Mannheim ist „Deutschlands aktivste Stadt 2010“. Mit diesem Titel wurde Mannheim am Montag bei der feierlichen Preisverleihung des bundesweiten Städtewettbewerbs Mission Olympics als eine von fünf Finalstädten ausgezeichnet.
Ziel des vom Deutschen Olympischen Sportbund (DOSB) und Coca-Cola Deutschland initiierten Projekts ist die Förderung von Städten sowie ihrer Bürgerinnen und Bürger, die sich engagiert für mehr Bewegung im Alltag und einen aktiven Lebensstil einsetzen. Mit dem Titel „Deutschlands aktivste Stadt 2010“ erhält Mannheim von Coca-Cola Deutschland 75.000 Euro für die Weiterentwicklung des Breitensports und die Förderung von Bewegungsinitiativen, die anderen vier Finalstädte werden mit jeweils 10.000 Euro prämiert.
Mannheim ist Nachfolger von Speyer, dem Sieger 2008, und Lübbenau, dem Sieger 2009, und wurde vor allem für den herausragenden sportlichen Einsatz, die Vernetzung städtischer Institutionen und das bürgerschaftliche Engagement mit dem Titel ausgezeichnet.
Der Kernpunkt der Finalrunde der besten fünf Städte war ein dreitägiges Sportfestival in der jeweiligen Stadt, an dem möglichst viele Bürger so viele sportliche Aktivitäten wie möglich ausüben sollten, um viele sportliche Punkte für die Stadt zu sammeln.
Deshalb ist jeder Verein gefragt und so haben sich auch die Judo-Vereine der jeweiligen Finalstädte mit eingebracht.
In der Siegerstadt hat sich der 1. Mannheimer Judo-Club am Wochenende des 17./18. Juli 2010 mit vielen Aktivitäten beteiligt.
Die Jugendleiterin Carmen Bruckmann hatte an diesem Tag den leichtathletischen Teil der Judo-Safari durchgeführt und dabei weitere Judoka mobilisiert, die spezielle Übungen ausgeführt haben, um sich in die Punktewertung mit einzubringen.
„Ein besonderer Höhepunkt war aber die ABC-Meile in unserer Fußgängerpassage. Dort wurden Sportarten von A-Z vorgestellt und wir haben das J wie Judo ausgestaltet. Judo-Demonstrationen, aber auch viele Mitmachangebote animierten viele Besucher, sich hautnah mit unserer Sportart zu beschäftigen“, berichtet Carmen Bruckmann von dem Wochenende der „Mission Olympics“ in Mannheim.

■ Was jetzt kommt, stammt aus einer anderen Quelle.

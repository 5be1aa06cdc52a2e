//! CLI argument definitions (clap)

use clap::{Parser, Subcommand};
use std::path::PathBuf;

/// polyrun - run scripts in any supported language
#[derive(Parser, Debug)]
#[command(name = "polyrun")]
#[command(about = "Resolve and run scripts across interpreters, archives and URLs")]
#[command(long_about = r#"
polyrun picks a runner for each script by file ending, runner name or type
tag, unwrapping URLs, zip/jar/skl archives and bundle folders on the way.

EXAMPLES:
  # Run scripts in order, stopping at the first failure
  polyrun run setup.lua main.py -- --fast

  # Evaluate inline code
  polyrun eval --runner python "print(42)"

  # Show which runner would handle an identifier
  polyrun resolve tools/report.skl

  # List runners and effective configuration as JSON
  polyrun list --json

CONFIGURATION:
  Precedence: CLI flags > .polyrun/config.toml (searched upward from CWD) > defaults
  Use --config to load an explicit file instead.

EXIT STATUS:
  The script's own exit code, or 251-255 for runner-side failures
  (255 failure, 254 not found, 253 unavailable, 252 aborted, 251 timeout).
"#)]
#[command(version)]
pub struct Cli {
    /// Path to configuration file (overrides discovery)
    #[arg(long, global = true)]
    pub config: Option<PathBuf>,

    /// Debug logging
    #[arg(short, long, global = true)]
    pub verbose: bool,

    /// Kill a run after this many seconds
    #[arg(long, global = true, value_name = "SECS")]
    pub timeout: Option<u64>,

    /// Discard script output
    #[arg(long, global = true)]
    pub silent: bool,

    /// Disable a runner for this invocation (repeatable)
    #[arg(long = "disable", global = true, value_name = "RUNNER")]
    pub disable: Vec<String>,

    #[command(subcommand)]
    pub command: Commands,
}

#[derive(Subcommand, Debug)]
pub enum Commands {
    /// Run one or more scripts
    Run {
        /// Script paths, URLs, archives or bundle folders
        #[arg(required = true)]
        scripts: Vec<String>,

        /// Arguments passed to every script
        #[arg(last = true)]
        args: Vec<String>,
    },

    /// Evaluate inline code with a named runner
    Eval {
        /// Runner name, e.g. lua or python
        #[arg(long, short)]
        runner: String,

        /// Source code
        code: String,
    },

    /// Print the runner that would handle an identifier
    Resolve { identifier: String },

    /// List registered runners
    List {
        /// Emit JSON
        #[arg(long)]
        json: bool,
    },
}

#[cfg(test)]
mod tests {
    use super::*;
    use clap::CommandFactory;

    #[test]
    fn test_cli_definition_is_valid() {
        Cli::command().debug_assert();
    }

    #[test]
    fn test_run_collects_trailing_args() {
        let cli = Cli::try_parse_from(["polyrun", "run", "a.lua", "b.py", "--", "-x", "y"]).unwrap();
        match cli.command {
            Commands::Run { scripts, args } => {
                assert_eq!(scripts, vec!["a.lua", "b.py"]);
                assert_eq!(args, vec!["-x", "y"]);
            }
            other => panic!("unexpected command {other:?}"),
        }
    }

    #[test]
    fn test_global_flags_after_subcommand() {
        let cli = Cli::try_parse_from([
            "polyrun", "list", "--json", "--disable", "Python", "--timeout", "5",
        ])
        .unwrap();
        assert_eq!(cli.disable, vec!["Python"]);
        assert_eq!(cli.timeout, Some(5));
        assert!(matches!(cli.command, Commands::List { json: true }));
    }
}
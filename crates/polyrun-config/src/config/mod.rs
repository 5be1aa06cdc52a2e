mod cli_args;
mod discovery;
mod model;
mod sources;
mod validation;

pub use cli_args::CliArgs;
pub use model::*;

#[cfg(test)]
mod tests;
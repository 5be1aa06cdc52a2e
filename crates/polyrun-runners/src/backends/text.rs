//! Plain text: a type the registry knows so editors can open `.txt` files,
//! with nothing to execute. Every operation logs "not supported".

use crate::contract::RunnerDescriptor;
use crate::lifecycle::Backend;

pub const DESCRIPTOR: RunnerDescriptor = RunnerDescriptor::new("Text", "text/plain", &["txt"]);

#[derive(Debug, Default)]
pub struct TextBackend;

impl Backend for TextBackend {
    fn descriptor(&self) -> &RunnerDescriptor {
        &DESCRIPTOR
    }

    fn is_supported(&self) -> bool {
        true
    }

    fn is_local_file(&self) -> bool {
        true
    }
}
//! CLI entry point and dispatch
//!
//! `run()` parses arguments, discovers the configuration, installs logging,
//! builds the runner registry and dispatches. It prints every error itself;
//! main.rs only turns the returned code into the process status.

use clap::Parser;
use polyrun_utils::logging::init_tracing;
use tracing::debug;

use super::args::Cli;
use super::commands;
use crate::{CliArgs, Config, ExitCode, RunnerRegistry, codes};

pub fn run() -> Result<(), ExitCode> {
    let cli = Cli::parse();

    let cli_args = CliArgs {
        config_path: cli.config.clone(),
        timeout_secs: cli.timeout,
        silent: cli.silent.then_some(true),
        verbose: cli.verbose.then_some(true),
        disabled_runners: cli.disable.clone(),
    };

    let config = match Config::discover(&cli_args) {
        Ok(config) => config,
        Err(err) => {
            eprintln!("✗ Configuration error: {err:#}");
            return Err(ExitCode::FAILURE);
        }
    };

    if let Err(e) = init_tracing(config.verbose()) {
        eprintln!("✗ Failed to initialize logging: {e}");
    }

    let registry = RunnerRegistry::with_defaults(config);
    if let Err(err) = registry.config().validate_runner_names(&registry.names()) {
        eprintln!("✗ Configuration error: {err}");
        return Err(ExitCode::FAILURE);
    }

    debug!(command = ?cli.command, config = ?registry.config().config_path, "Dispatching");
    let result = commands::execute(&registry, cli.command);
    registry.close_all();

    match result {
        Ok(codes::SUCCESS) => Ok(()),
        Ok(code) => Err(ExitCode::from_i32(code)),
        Err(err) => {
            eprintln!("✗ {err:#}");
            Err(ExitCode::FAILURE)
        }
    }
}
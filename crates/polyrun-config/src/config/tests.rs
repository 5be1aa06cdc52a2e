use super::*;
use crate::error::ConfigError;
use std::fs;
use std::path::Path;
use std::time::Duration;
use tempfile::TempDir;

fn write_config(dir: &Path, content: &str) -> std::path::PathBuf {
    let config_dir = dir.join(".polyrun");
    fs::create_dir_all(&config_dir).unwrap();
    let path = config_dir.join("config.toml");
    fs::write(&path, content).unwrap();
    path
}

#[test]
fn test_defaults_without_config_file() {
    let temp = TempDir::new().unwrap();
    fs::create_dir(temp.path().join(".git")).unwrap();

    let config = Config::discover_from(temp.path(), &CliArgs::default()).unwrap();
    assert!(config.config_path.is_none());
    assert_eq!(config.run_timeout(), None);
    assert!(!config.silent());
    assert_eq!(config.network.probe_timeout(), Duration::from_secs(5));
    assert!(config.network.rewrite_github());
    assert_eq!(config.lua.abort_check_instructions(), 1000);
    assert_eq!(
        config.source_attribution.get("silent"),
        Some(&ConfigSource::Defaults)
    );
}

#[test]
fn test_config_file_discovered_upward() {
    let temp = TempDir::new().unwrap();
    fs::create_dir(temp.path().join(".git")).unwrap();
    let path = write_config(
        temp.path(),
        r#"
[defaults]
timeout_secs = 30
silent = true

[runners]
disabled = ["AppleScript"]

[interpreters.Python]
program = "/usr/bin/python3.12"
args = ["-X", "utf8"]

[network]
probe_timeout_secs = 2
rewrite_github = false

[lua]
abort_check_instructions = 250
"#,
    );
    let nested = temp.path().join("a/b/c");
    fs::create_dir_all(&nested).unwrap();

    let config = Config::discover_from(&nested, &CliArgs::default()).unwrap();
    assert_eq!(config.config_path.as_deref(), Some(path.as_path()));
    assert_eq!(config.run_timeout(), Some(Duration::from_secs(30)));
    assert!(config.silent());
    assert!(config.is_runner_disabled("applescript"));
    let python = config.interpreter("python").unwrap();
    assert_eq!(python.program.as_deref(), Some("/usr/bin/python3.12"));
    assert_eq!(python.args, vec!["-X".to_string(), "utf8".to_string()]);
    assert_eq!(config.network.probe_timeout(), Duration::from_secs(2));
    assert!(!config.network.rewrite_github());
    assert_eq!(config.lua.abort_check_instructions(), 250);
    assert_eq!(
        config.source_attribution.get("timeout_secs"),
        Some(&ConfigSource::ConfigFile(path))
    );
}

#[test]
fn test_discovery_stops_at_repository_root() {
    let temp = TempDir::new().unwrap();
    write_config(temp.path(), "[defaults]\nsilent = true\n");
    let repo = temp.path().join("repo");
    fs::create_dir_all(repo.join(".git")).unwrap();

    assert!(Config::discover_config_file_from(&repo).is_none());
}

#[test]
fn test_cli_overrides_file() {
    let temp = TempDir::new().unwrap();
    fs::create_dir(temp.path().join(".git")).unwrap();
    write_config(
        temp.path(),
        "[defaults]\ntimeout_secs = 30\n[runners]\ndisabled = [\"Text\"]\n",
    );

    let cli = CliArgs {
        timeout_secs: Some(5),
        disabled_runners: vec!["Python".to_string(), "text".to_string()],
        ..CliArgs::default()
    };
    let config = Config::discover_from(temp.path(), &cli).unwrap();
    assert_eq!(config.run_timeout(), Some(Duration::from_secs(5)));
    assert_eq!(
        config.source_attribution.get("timeout_secs"),
        Some(&ConfigSource::Cli)
    );
    assert_eq!(config.runners.disabled, vec!["Text", "Python"]);

    let effective = config.effective_config();
    assert_eq!(
        effective.get("timeout_secs"),
        Some(&("5".to_string(), "cli".to_string()))
    );
}

#[test]
fn test_explicit_missing_path_uses_defaults() {
    let temp = TempDir::new().unwrap();
    let cli = CliArgs {
        config_path: Some(temp.path().join("missing.toml")),
        ..CliArgs::default()
    };
    let config = Config::discover_from(temp.path(), &cli).unwrap();
    assert_eq!(config.run_timeout(), None);
}

#[test]
fn test_invalid_toml_is_an_error() {
    let temp = TempDir::new().unwrap();
    fs::create_dir(temp.path().join(".git")).unwrap();
    write_config(temp.path(), "[defaults\ntimeout_secs = ");
    let err = Config::discover_from(temp.path(), &CliArgs::default()).unwrap_err();
    assert!(err.to_string().contains("Failed to load config file"));
}

#[test]
fn test_unknown_section_is_rejected() {
    let temp = TempDir::new().unwrap();
    fs::create_dir(temp.path().join(".git")).unwrap();
    write_config(temp.path(), "[runner]\nmode = \"native\"\n");
    assert!(Config::discover_from(temp.path(), &CliArgs::default()).is_err());
}

#[test]
fn test_zero_timeout_rejected() {
    let temp = TempDir::new().unwrap();
    fs::create_dir(temp.path().join(".git")).unwrap();
    write_config(temp.path(), "[defaults]\ntimeout_secs = 0\n");
    let err = Config::discover_from(temp.path(), &CliArgs::default()).unwrap_err();
    let config_err = err.downcast_ref::<ConfigError>().unwrap();
    assert!(matches!(config_err, ConfigError::InvalidValue { key, .. } if key == "timeout_secs"));
}

#[test]
fn test_empty_program_rejected() {
    let mut config = Config::default();
    config.interpreters.insert(
        "Python".to_string(),
        InterpreterConfig {
            program: Some("  ".to_string()),
            args: Vec::new(),
        },
    );
    assert!(matches!(
        config.validate(),
        Err(ConfigError::InvalidValue { .. })
    ));
}

#[test]
fn test_validate_runner_names() {
    let mut config = Config::default();
    config.runners.disabled.push("Cobol".to_string());
    let err = config
        .validate_runner_names(&["Lua", "Python"])
        .unwrap_err();
    assert!(matches!(err, ConfigError::UnknownRunner { name, .. } if name == "Cobol"));

    config.runners.disabled = vec!["python".to_string()];
    assert!(config.validate_runner_names(&["Lua", "Python"]).is_ok());
}

#[test]
fn test_programmatic_attribution() {
    let config = Config::programmatic(Defaults {
        silent: Some(true),
        ..Defaults::default()
    });
    assert!(config.silent());
    assert_eq!(
        config.source_attribution.get("silent"),
        Some(&ConfigSource::Programmatic)
    );
    assert_eq!(
        config.source_attribution.get("timeout_secs"),
        Some(&ConfigSource::Defaults)
    );
}
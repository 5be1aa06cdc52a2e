use std::path::PathBuf;

/// Values supplied on the command line; they override the config file.
#[derive(Debug, Clone, Default)]
pub struct CliArgs {
    /// Explicit config file; skips discovery.
    pub config_path: Option<PathBuf>,
    pub timeout_secs: Option<u64>,
    pub silent: Option<bool>,
    pub verbose: Option<bool>,
    /// Additional runners to disable for this invocation.
    pub disabled_runners: Vec<String>,
}
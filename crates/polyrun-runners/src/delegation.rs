//! Abort forwarding for dispatching runners.
//!
//! Network, archive and bundle runners do not execute anything themselves;
//! they hand the run to another runner. [`AbortForwarder`] remembers that
//! runner for the duration of the call so `abort()` reaches it, and forgets it
//! on every exit path so a later abort never hits a finished run.

use std::sync::{Arc, Mutex, MutexGuard, PoisonError};
use tracing::debug;

use crate::contract::ScriptRunner;

#[derive(Default)]
pub struct AbortForwarder {
    current: Mutex<Option<Arc<dyn ScriptRunner>>>,
}

/// Clears the forwarder when the delegated call returns or unwinds.
struct ClearOnDrop<'a>(&'a AbortForwarder);

impl Drop for ClearOnDrop<'_> {
    fn drop(&mut self) {
        self.0.slot().take();
    }
}

impl AbortForwarder {
    #[must_use]
    pub fn new() -> Self {
        Self::default()
    }

    fn slot(&self) -> MutexGuard<'_, Option<Arc<dyn ScriptRunner>>> {
        self.current.lock().unwrap_or_else(PoisonError::into_inner)
    }

    /// Run `call` against `runner`, forwarding aborts to it meanwhile.
    pub fn delegate<R>(
        &self,
        runner: &Arc<dyn ScriptRunner>,
        call: impl FnOnce(&dyn ScriptRunner) -> R,
    ) -> R {
        debug!(runner = runner.name(), "Delegating run");
        *self.slot() = Some(Arc::clone(runner));
        let _clear = ClearOnDrop(self);
        call(runner.as_ref())
    }

    /// The runner currently delegated to, if any.
    #[must_use]
    pub fn current(&self) -> Option<Arc<dyn ScriptRunner>> {
        self.slot().clone()
    }

    #[must_use]
    pub fn is_abort_supported(&self) -> bool {
        self.current().is_some_and(|runner| runner.is_abort_supported())
    }

    pub fn abort(&self) {
        // Clone out first; the delegate may take its own locks.
        if let Some(runner) = self.current() {
            runner.abort();
        }
    }
}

Aber auch in den weiteren Finalstädten Cottbus, Wetzlar, Nordhorn und Zehdenik waren Judoka aktiv.
In Cottbus zum Beispiel glänzten die Judoka mit einem Familiensportfest und beteiligten sich darüber hinaus am Drachenbootrennen. Damit steuerten sie über 1300 Punkte für die "Punktekasse" bei.
Walter Schneeloch, DOSB-Vizepräsident Sportentwicklung, sagte zur Juryentscheidung: „Mission Olympic trägt zur Entstehung neuer und Stärkung alter Netzwerke und Kontakte in den Regionen bei, die oft über den Wettbewerb hinaus bestehen bleiben. Sport ist hier die treibende Kraft. Der Sieger Mannheim, aber auch die anderen Finalstädte Cottbus, Nordhorn, Wetzlar und Zehdenick zeigen, wie das Miteinander und die Integration durch den Sport vorbildlich gelebt werden.“
29 Städte aus ganz Deutschland wurden im letzten Jahr von der offiziellen Jury als Kandidatenstädte des Wettbewerbs Mission Olympic gewählt. Diese Städte mussten im Anschluss möglichst viele sportliche Initiativen, z. B. aus privaten Gruppen, Unternehmen oder Vereinen, für den Wettbewerb aktivieren. Die Städte Cottbus, Mannheim, Nordhorn, Wetzlar und Zehdenick lösten diese Aufgabe nach dem Urteil der Jury am besten und erreichten das Finale.
Dabei ist es Mannheim gelungen, über 130.000 Bürgerinnen und Bürger in Bewegung zu bringen, die 370.906 sportliche Aktivitäten sammelten. Ein wichtiger Beitrag für den späteren Sieg.
Auch die anderen vier Finalstädte bewiesen, dass sie ihre Bürgerinnen und Bürger für den Sport begeistern können: Insgesamt erbrachten bei allen fünf Finalevents über 375.000 Besucherinnen und Besucher durch ihre aktive Teilnahme 1,1 Millionen Bewegungspunkte.